Describe the location and function(s) of the major components of the human respiratory system.

A

You will notice in the diagram that air first enters the respiratory tract through the external nares that are openings which are commonly referred to as nostrils.

Air then enters the nasal cavity, where it is filtered by hairs and mucus that can trap dust and other particles. The nasal cavity also serves to moisten and to warm the air and contains sensors for our sense of smell.

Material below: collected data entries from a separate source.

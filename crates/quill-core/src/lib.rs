//! # Quill Core
//!
//! Core library for Quill - a local-first, end-to-end-encrypted note
//! store with passphrase-derived keys and optimistic sync.
//!
//! This crate provides the domain logic, crypto, storage, and sync
//! machinery independent of the CLI interface.
//!
//! ## Architecture
//!
//! - **crypto**: Key derivation, passphrase verification, sealed blobs
//! - **model**: Notes, tombstones, encrypted snapshot records
//! - **storage**: Durable blob store with backend fallback
//! - **merge**: Conflict-aware keep-both merge engine
//! - **sync**: Wire schema and retrying sync adapter
//! - **session**: The orchestrator that owns key, notes, and busy state
//! - **backup**: Encrypted backup export/import
//!
//! All note content is encrypted client-side; the sync wire and the
//! storage backends only ever see ciphertext.

pub mod backup;
pub mod config;
pub mod crypto;
pub mod error;
pub mod merge;
pub mod model;
pub mod session;
pub mod storage;
pub mod sync;

pub use backup::BackupFile;
pub use config::{AutoLockTimeout, SessionConfig};
pub use error::{QuillError, Result};
pub use merge::{merge_notes_keep_both, MergeConflict, MergeOutcome, Side};
pub use model::Note;
pub use session::{ConflictResolution, LockReason, Session, SyncOutcome};
pub use sync::RetryPolicy;

/// Core version information
pub const VERSION: &str = env!("CARGO_PKG_VERSION");
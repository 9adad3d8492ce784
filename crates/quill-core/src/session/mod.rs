//! Session orchestrator.
//!
//! One [`Session`] value owns the derived key, the decrypted note
//! collection, sync bookkeeping, and the idle clock. There is no global
//! state. Locking drops the key and plaintext synchronously and bumps a
//! session epoch, so an in-flight sync can never apply decrypted
//! results to a session that locked underneath it.
//!
//! Exclusive operations (setup, unlock, rotation, sync, conflict
//! resolution, backup import, wipe) share one busy flag: a call that
//! arrives while another is in flight is rejected with
//! [`QuillError::Busy`], never queued.

use std::path::Path;
use std::sync::atomic::{AtomicBool, Ordering};
use std::sync::Mutex;

use chrono::{DateTime, Utc};
use secrecy::{ExposeSecret, SecretString};
use tokio::time::Instant;
use tracing::{info, warn};
use uuid::Uuid;

use crate::config::{is_valid_endpoint, AutoLockTimeout, SessionConfig};
use crate::crypto::{create_key_check, verify_passphrase, KeyCheckRecord, SessionKey};
use crate::error::{QuillError, Result};
use crate::merge::{merge_notes_keep_both, MergeConflict};
use crate::model::{
    active_notes, open_notes_record, seal_notes_snapshot, EncryptedNotesRecord, Note, SyncMeta,
};
use crate::storage::{BlobStore, DegradingStore, MetaFile, SessionMeta};
use crate::sync::{
    EncryptedState, HttpTransport, RestAdapter, SyncClientPayload, SyncRequest, SyncTransport,
};

const NOTES_DB_FILE: &str = "notes.db";
const NOTES_FALLBACK_FILE: &str = "notes.fallback.json";
const META_FILE: &str = "session.json";

/// Why a session was locked.
#[derive(Debug, Clone, Copy, PartialEq, Eq)]
pub enum LockReason {
    /// Explicit lock by the collaborator
    Manual,
    /// Idle timeout expired
    Idle,
    /// Replaced ciphertext (sync or conflict resolution) no longer opens
    /// under the in-memory key
    DataRequiresUnlock,
    /// A backup was imported; its key may differ
    BackupImported,
}

impl std::fmt::Display for LockReason {
    fn fmt(&self, f: &mut std::fmt::Formatter<'_>) -> std::fmt::Result {
        let text = match self {
            LockReason::Manual => "locked",
            LockReason::Idle => "locked (idle timeout)",
            LockReason::DataRequiresUnlock => "locked (synced data requires unlock)",
            LockReason::BackupImported => "locked (backup imported)",
        };
        f.write_str(text)
    }
}

/// What a completed sync did.
#[derive(Debug, Clone, PartialEq, Eq)]
pub enum SyncOutcome {
    /// Local state accepted; nothing new from the server
    Pushed,
    /// Only the server had changed; its state replaced local wholesale
    FastForwarded,
    /// Both sides changed; keep-both merge applied and a conflict is
    /// now pending resolution
    Merged { conflicts: Vec<MergeConflict> },
}

/// An unresolved divergence from the last sync.
///
/// Holds both full encrypted states so either side can be restored
/// wholesale when the collaborator resolves.
#[derive(Debug, Clone)]
pub struct PendingConflict {
    pub detected_at: DateTime<Utc>,
    pub local_state: EncryptedState,
    pub server_state: EncryptedState,
    pub conflicts: Vec<MergeConflict>,
}

/// How to resolve a pending conflict.
#[derive(Debug, Clone, Copy, PartialEq, Eq)]
pub enum ConflictResolution {
    KeepLocal,
    KeepServer,
}

/// Snapshot of session state for status displays.
#[derive(Debug, Clone)]
pub struct SessionStatus {
    pub initialized: bool,
    pub unlocked: bool,
    pub degraded_storage: bool,
    pub active_note_count: usize,
    pub auto_lock: AutoLockTimeout,
    pub endpoint: Option<String>,
    pub sync: SyncMeta,
    pub pending_conflict: bool,
}

struct State {
    meta: SessionMeta,
    key: Option<SessionKey>,
    notes: Vec<Note>,
    epoch: u64,
    last_activity: Instant,
    pending_conflict: Option<PendingConflict>,
}

/// The one value that owns an unlocked (or locked) note store.
pub struct Session {
    store: DegradingStore,
    meta_file: MetaFile,
    config: SessionConfig,
    state: Mutex<State>,
    busy: AtomicBool,
}

/// Releases the busy flag when the guarded operation finishes.
struct BusyGuard<'a>(&'a AtomicBool);

impl Drop for BusyGuard<'_> {
    fn drop(&mut self) {
        self.0.store(false, Ordering::SeqCst);
    }
}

Air leaves the back of the nasal cavity through the internal nares located behind the soft pallet in the roof of the mouth.

The air then passes into the pharynx that is a common passageway for air from the nasal cavity and from the buccal cavity.

Air passes from the pharynx through the glottis into the larynx (the first part of the trachea). The glottis, which is an opening to the trachea, is protected by a flap of cartilage called the epiglottis

The anterior wall of the larynx consists of two large plates of cartilage called the thyroid cartilage. This is commonly called the Adam’s apple. The larynx contains vocal chords, which are responsible for the production of sound. After passing through the larynx, air continues down the trachea.

The trachea extends about 12 cm to the level of the 5th thoracic vertebra and then the trachea divides to form two primary bronchi.

The right primary bronchus serves the right lung; the left primary bronchus serves the left lung. Each primary bronchus again divides to form secondary bronchi.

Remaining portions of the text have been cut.